## [HOW TO COMPLETE THIS TASK]
From the entries below, copy exactly the lines from the one that contains "var(--color-dark); color: var(--color-light);" through the one that contains "isolation: isolate;", both included, and only those.

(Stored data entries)

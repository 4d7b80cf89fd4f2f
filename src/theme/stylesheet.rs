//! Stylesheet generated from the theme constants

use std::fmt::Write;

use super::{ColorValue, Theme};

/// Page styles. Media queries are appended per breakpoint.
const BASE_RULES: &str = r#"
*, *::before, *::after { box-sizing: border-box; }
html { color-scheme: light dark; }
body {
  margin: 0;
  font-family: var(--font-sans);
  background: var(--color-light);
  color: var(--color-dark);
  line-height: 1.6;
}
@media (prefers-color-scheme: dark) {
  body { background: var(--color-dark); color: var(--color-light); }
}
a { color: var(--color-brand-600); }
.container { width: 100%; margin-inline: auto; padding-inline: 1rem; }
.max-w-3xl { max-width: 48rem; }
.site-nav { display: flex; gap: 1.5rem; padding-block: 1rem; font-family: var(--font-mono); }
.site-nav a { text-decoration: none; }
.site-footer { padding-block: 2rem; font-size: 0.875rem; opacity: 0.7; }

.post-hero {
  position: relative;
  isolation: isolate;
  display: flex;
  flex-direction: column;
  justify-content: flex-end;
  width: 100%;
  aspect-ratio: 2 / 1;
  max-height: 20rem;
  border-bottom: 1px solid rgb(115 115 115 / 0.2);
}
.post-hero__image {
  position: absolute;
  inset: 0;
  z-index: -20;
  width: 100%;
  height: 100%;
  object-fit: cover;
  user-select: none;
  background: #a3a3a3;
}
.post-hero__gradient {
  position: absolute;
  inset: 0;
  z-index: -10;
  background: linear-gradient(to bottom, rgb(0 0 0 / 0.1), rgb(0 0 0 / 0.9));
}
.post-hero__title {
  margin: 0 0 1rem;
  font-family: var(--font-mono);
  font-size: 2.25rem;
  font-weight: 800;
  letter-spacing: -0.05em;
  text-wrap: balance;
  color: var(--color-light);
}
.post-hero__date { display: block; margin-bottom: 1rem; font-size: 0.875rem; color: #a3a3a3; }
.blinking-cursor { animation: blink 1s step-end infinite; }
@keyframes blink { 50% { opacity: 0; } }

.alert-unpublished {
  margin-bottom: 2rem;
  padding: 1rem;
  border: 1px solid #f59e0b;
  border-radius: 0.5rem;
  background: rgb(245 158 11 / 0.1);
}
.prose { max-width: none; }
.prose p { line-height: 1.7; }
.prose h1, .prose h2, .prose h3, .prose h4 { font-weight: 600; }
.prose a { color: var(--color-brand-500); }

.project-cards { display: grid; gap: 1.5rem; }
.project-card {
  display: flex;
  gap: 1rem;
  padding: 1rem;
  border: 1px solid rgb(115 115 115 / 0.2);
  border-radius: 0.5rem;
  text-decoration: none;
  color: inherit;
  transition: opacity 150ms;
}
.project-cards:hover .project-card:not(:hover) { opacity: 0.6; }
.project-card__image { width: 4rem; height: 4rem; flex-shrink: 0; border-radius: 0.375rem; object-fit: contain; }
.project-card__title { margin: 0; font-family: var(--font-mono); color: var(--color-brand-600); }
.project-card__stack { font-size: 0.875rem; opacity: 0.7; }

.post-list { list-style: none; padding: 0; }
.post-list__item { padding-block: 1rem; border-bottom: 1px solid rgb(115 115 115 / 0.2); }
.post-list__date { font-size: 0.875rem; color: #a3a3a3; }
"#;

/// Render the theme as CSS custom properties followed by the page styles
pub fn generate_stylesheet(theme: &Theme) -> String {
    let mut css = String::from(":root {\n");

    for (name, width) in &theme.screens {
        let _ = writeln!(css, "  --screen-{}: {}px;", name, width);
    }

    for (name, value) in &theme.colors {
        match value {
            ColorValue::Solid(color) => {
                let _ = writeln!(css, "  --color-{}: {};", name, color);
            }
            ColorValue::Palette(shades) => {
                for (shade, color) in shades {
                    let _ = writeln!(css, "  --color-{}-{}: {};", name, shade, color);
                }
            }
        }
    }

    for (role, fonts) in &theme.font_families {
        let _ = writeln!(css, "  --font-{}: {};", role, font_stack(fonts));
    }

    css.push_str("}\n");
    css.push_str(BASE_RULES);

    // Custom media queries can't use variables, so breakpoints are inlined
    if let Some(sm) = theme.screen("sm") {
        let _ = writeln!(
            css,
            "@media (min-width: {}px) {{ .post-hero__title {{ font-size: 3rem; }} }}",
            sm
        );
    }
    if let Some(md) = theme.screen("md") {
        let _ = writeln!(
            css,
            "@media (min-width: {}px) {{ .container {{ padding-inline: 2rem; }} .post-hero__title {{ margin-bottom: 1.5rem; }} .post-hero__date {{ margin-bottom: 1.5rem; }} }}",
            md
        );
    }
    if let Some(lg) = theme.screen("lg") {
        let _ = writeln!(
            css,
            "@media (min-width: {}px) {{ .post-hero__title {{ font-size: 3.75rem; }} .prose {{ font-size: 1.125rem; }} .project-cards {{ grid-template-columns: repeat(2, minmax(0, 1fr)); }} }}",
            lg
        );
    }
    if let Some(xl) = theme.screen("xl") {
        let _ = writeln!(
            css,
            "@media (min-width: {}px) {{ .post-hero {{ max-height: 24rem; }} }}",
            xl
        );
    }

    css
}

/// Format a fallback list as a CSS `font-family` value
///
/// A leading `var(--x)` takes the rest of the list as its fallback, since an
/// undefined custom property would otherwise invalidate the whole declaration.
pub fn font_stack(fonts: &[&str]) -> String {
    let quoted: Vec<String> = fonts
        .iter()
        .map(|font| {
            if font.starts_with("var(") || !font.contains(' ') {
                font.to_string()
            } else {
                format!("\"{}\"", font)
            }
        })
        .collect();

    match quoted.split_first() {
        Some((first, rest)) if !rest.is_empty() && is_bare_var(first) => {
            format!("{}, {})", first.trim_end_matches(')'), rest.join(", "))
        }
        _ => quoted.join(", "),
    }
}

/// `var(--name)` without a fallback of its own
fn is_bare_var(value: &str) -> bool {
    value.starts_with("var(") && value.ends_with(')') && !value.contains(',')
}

--

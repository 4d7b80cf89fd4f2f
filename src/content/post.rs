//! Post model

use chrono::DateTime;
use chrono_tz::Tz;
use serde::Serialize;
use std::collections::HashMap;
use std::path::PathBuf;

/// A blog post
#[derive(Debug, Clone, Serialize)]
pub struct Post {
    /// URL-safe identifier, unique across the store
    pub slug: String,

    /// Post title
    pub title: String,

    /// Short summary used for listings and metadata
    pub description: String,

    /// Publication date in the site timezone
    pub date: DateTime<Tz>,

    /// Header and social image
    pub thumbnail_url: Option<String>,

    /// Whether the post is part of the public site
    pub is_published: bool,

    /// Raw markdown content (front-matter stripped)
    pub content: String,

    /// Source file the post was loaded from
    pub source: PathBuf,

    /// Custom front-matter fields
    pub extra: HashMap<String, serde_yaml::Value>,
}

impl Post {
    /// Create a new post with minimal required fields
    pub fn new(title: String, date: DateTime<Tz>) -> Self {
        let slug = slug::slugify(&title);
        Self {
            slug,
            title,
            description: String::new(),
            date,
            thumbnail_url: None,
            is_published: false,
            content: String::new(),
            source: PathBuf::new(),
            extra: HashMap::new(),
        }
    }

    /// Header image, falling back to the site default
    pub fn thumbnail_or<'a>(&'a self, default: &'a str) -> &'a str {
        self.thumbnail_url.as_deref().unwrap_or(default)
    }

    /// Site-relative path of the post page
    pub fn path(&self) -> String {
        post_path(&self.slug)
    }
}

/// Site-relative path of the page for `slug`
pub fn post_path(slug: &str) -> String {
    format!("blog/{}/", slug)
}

---

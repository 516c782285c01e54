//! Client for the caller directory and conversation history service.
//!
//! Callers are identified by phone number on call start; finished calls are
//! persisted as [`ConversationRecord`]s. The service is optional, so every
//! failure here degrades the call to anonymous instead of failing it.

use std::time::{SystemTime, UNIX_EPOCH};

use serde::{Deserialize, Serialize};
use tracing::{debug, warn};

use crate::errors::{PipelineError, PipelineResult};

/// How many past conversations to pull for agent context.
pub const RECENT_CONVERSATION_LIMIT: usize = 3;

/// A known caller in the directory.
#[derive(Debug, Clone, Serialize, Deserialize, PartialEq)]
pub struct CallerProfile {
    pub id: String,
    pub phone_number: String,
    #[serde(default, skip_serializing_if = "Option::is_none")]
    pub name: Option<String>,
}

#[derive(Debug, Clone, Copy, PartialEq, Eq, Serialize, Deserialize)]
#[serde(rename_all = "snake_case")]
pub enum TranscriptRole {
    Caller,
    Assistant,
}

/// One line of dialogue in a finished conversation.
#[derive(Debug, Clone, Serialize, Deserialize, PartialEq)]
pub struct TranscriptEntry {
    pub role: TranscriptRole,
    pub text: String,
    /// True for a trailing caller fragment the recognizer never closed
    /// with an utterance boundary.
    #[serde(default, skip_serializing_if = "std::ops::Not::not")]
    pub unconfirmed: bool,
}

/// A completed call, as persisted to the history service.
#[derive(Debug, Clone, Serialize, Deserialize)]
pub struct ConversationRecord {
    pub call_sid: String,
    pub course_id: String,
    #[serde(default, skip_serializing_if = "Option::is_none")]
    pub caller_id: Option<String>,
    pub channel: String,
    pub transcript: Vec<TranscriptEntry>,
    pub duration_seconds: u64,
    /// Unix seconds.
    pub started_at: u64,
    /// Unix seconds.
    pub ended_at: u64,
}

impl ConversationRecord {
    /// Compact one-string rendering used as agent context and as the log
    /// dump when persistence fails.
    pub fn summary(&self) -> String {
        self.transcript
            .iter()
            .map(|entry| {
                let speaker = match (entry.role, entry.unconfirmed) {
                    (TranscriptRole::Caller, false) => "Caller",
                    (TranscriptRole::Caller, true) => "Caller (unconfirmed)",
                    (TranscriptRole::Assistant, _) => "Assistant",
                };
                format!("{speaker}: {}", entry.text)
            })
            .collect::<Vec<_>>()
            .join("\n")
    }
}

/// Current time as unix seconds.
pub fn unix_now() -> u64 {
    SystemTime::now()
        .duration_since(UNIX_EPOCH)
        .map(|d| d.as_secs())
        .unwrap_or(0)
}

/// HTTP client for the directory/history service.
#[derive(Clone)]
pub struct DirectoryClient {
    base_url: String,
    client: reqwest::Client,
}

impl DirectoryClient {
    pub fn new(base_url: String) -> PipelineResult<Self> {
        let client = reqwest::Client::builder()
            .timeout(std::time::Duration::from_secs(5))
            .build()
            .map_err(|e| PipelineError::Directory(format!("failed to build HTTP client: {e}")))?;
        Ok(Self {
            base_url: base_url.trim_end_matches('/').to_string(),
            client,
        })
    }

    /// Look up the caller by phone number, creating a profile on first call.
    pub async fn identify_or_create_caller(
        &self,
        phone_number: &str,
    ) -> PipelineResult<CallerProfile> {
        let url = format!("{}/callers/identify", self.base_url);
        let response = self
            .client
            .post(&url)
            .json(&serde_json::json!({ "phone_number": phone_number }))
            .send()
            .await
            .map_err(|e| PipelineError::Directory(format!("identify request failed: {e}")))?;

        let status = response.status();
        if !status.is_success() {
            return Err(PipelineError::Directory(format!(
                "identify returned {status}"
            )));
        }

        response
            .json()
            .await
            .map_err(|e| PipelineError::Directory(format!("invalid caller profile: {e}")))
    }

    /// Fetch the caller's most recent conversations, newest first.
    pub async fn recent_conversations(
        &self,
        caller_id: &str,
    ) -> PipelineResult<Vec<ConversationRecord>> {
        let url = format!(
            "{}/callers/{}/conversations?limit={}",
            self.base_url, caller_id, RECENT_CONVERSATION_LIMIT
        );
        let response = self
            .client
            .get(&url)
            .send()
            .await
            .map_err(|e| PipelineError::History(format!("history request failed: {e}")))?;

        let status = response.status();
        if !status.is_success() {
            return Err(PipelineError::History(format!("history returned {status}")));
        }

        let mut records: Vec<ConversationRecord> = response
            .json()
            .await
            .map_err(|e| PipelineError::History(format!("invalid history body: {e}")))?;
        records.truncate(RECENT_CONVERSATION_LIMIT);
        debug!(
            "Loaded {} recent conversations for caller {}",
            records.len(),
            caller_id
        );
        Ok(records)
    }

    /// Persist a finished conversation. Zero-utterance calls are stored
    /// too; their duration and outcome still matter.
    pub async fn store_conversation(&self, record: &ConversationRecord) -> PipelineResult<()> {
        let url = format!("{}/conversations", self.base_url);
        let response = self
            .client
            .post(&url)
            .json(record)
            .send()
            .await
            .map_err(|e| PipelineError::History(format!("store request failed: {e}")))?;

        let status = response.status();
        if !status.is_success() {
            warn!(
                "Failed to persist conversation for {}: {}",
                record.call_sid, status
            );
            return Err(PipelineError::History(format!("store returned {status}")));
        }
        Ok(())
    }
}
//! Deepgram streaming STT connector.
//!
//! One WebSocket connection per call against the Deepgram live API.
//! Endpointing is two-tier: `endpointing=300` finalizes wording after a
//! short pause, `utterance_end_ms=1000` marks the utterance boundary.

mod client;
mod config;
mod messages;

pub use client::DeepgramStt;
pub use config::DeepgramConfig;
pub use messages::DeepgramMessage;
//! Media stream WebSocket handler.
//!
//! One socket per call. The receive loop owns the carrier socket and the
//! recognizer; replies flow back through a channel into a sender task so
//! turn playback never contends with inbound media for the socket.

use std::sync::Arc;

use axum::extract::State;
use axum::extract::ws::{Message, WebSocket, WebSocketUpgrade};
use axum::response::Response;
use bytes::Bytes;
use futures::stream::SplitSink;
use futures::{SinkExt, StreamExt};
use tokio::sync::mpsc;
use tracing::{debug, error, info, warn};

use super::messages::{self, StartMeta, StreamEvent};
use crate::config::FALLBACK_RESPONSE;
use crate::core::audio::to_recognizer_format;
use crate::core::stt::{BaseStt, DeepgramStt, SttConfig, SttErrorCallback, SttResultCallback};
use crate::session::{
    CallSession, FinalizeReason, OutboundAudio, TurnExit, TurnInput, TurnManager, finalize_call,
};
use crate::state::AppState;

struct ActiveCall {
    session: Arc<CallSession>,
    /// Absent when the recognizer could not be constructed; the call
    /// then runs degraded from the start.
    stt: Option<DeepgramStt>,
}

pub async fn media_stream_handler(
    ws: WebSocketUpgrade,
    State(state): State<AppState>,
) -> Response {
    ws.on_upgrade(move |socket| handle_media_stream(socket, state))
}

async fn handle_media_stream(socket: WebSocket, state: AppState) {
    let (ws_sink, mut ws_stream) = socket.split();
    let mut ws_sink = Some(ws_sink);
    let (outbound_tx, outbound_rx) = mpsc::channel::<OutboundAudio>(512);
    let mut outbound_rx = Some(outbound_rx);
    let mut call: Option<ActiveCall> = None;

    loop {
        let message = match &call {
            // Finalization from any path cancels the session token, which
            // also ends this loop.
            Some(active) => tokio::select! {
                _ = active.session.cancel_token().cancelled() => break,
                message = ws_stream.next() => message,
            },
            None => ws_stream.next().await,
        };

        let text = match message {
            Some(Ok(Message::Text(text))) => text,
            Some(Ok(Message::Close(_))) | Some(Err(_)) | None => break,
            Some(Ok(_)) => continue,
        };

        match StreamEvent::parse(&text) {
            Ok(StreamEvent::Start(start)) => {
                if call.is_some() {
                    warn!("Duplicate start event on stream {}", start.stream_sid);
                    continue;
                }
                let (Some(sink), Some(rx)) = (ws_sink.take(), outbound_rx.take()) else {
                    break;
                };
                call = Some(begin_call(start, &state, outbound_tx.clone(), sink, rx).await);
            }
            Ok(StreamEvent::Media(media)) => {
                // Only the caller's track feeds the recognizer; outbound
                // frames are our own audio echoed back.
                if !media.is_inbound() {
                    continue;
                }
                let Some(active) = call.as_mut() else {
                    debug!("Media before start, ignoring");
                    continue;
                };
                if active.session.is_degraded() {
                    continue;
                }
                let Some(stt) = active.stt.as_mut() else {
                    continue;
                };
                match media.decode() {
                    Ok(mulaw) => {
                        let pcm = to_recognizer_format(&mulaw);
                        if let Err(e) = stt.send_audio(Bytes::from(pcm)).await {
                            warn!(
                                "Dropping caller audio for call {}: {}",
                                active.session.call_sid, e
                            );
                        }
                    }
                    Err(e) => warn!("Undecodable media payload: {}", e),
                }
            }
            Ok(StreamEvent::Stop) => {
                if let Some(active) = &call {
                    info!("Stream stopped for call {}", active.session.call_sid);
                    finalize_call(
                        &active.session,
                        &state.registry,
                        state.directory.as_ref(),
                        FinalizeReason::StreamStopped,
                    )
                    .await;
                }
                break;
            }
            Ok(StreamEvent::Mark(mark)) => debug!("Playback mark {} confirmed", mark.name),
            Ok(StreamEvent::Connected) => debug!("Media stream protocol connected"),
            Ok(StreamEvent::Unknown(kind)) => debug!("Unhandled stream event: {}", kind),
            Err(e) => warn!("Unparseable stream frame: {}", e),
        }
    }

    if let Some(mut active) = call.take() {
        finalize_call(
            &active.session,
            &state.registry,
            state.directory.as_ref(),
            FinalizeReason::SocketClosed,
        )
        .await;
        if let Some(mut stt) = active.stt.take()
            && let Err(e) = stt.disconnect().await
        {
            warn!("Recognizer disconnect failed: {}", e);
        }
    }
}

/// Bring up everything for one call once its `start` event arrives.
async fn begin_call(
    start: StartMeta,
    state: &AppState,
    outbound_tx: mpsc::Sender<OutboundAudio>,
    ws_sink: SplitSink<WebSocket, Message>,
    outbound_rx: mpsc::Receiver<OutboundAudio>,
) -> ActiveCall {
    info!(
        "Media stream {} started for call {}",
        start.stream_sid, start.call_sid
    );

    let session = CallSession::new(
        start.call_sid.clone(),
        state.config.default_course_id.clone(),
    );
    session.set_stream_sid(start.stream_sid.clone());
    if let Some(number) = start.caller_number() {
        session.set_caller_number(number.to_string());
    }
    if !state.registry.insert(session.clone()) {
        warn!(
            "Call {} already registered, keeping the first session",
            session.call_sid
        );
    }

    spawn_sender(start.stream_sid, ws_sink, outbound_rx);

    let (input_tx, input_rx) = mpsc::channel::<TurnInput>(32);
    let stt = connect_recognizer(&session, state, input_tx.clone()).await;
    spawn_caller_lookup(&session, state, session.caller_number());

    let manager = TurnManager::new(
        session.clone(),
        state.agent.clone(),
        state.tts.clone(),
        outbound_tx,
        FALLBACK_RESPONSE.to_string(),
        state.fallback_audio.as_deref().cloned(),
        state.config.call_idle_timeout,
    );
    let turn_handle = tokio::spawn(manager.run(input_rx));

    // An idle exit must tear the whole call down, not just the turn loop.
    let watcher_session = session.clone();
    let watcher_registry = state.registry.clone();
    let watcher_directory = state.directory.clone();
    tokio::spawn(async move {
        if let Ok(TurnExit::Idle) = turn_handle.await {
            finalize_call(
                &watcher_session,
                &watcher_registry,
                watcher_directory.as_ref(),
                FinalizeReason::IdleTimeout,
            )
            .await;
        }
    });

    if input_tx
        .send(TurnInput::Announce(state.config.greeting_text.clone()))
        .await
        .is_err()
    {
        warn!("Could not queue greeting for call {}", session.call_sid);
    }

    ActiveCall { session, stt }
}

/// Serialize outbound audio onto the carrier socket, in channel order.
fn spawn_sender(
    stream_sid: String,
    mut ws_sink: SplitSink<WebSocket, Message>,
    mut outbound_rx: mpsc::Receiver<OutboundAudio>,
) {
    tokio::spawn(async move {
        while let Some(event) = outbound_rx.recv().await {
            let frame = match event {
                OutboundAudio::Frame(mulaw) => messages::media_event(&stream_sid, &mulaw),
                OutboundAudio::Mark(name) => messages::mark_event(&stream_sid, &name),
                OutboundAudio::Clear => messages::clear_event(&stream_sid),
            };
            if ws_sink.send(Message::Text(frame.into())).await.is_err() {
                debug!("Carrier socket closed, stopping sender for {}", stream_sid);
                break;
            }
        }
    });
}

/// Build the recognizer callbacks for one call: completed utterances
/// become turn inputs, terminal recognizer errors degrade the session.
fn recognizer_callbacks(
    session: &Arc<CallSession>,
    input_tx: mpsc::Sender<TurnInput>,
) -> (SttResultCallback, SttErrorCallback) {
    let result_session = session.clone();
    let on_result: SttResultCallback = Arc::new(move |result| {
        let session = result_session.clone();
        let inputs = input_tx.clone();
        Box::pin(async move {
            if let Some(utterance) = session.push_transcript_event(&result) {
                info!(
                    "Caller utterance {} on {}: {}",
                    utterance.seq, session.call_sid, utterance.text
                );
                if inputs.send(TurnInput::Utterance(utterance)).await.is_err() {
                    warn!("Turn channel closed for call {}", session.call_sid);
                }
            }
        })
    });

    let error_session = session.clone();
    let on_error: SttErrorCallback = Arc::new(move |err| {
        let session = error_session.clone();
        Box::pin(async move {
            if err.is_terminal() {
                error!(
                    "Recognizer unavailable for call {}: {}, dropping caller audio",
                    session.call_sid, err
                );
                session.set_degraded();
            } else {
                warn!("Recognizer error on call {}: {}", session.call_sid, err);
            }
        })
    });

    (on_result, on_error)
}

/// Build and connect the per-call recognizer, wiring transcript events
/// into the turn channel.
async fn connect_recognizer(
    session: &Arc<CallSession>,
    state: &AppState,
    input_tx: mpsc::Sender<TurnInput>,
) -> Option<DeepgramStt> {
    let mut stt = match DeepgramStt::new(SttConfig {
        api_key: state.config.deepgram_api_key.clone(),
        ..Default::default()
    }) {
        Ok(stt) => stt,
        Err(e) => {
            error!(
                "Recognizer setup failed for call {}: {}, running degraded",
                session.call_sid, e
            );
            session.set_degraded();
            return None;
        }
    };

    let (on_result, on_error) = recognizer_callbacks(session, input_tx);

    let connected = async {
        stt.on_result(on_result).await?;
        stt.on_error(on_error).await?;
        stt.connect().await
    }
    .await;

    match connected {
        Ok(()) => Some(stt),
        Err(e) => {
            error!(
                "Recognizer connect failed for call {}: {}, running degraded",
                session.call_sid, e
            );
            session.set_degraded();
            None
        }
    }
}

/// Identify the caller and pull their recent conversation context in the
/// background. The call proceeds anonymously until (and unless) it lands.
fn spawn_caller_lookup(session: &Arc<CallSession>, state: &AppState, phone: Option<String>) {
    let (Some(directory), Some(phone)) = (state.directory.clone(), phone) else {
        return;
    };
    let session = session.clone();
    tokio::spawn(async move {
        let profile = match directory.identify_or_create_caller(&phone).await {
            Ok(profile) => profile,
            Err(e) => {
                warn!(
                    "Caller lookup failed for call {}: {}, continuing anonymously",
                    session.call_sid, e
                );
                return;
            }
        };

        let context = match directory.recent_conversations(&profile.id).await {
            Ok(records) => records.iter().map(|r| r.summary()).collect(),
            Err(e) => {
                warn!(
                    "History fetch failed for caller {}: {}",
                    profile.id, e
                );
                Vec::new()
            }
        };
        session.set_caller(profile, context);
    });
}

## [RESPONSE TO THIS EXERCISE]
  body { background: var(--color-dark); color: var(--color-light); }
}
a { color: var(--color-brand-600); }
.container { width: 100%; margin-inline: auto; padding-inline: 1rem; }
.max-w-3xl { max-width: 48rem; }
.site-nav { display: flex; gap: 1.5rem; padding-block: 1rem; font-family: var(--font-mono); }
.site-nav a { text-decoration: none; }
.site-footer { padding-block: 2rem; font-size: 0.875rem; opacity: 0.7; }

.post-hero {
  position: relative;
  isolation: isolate;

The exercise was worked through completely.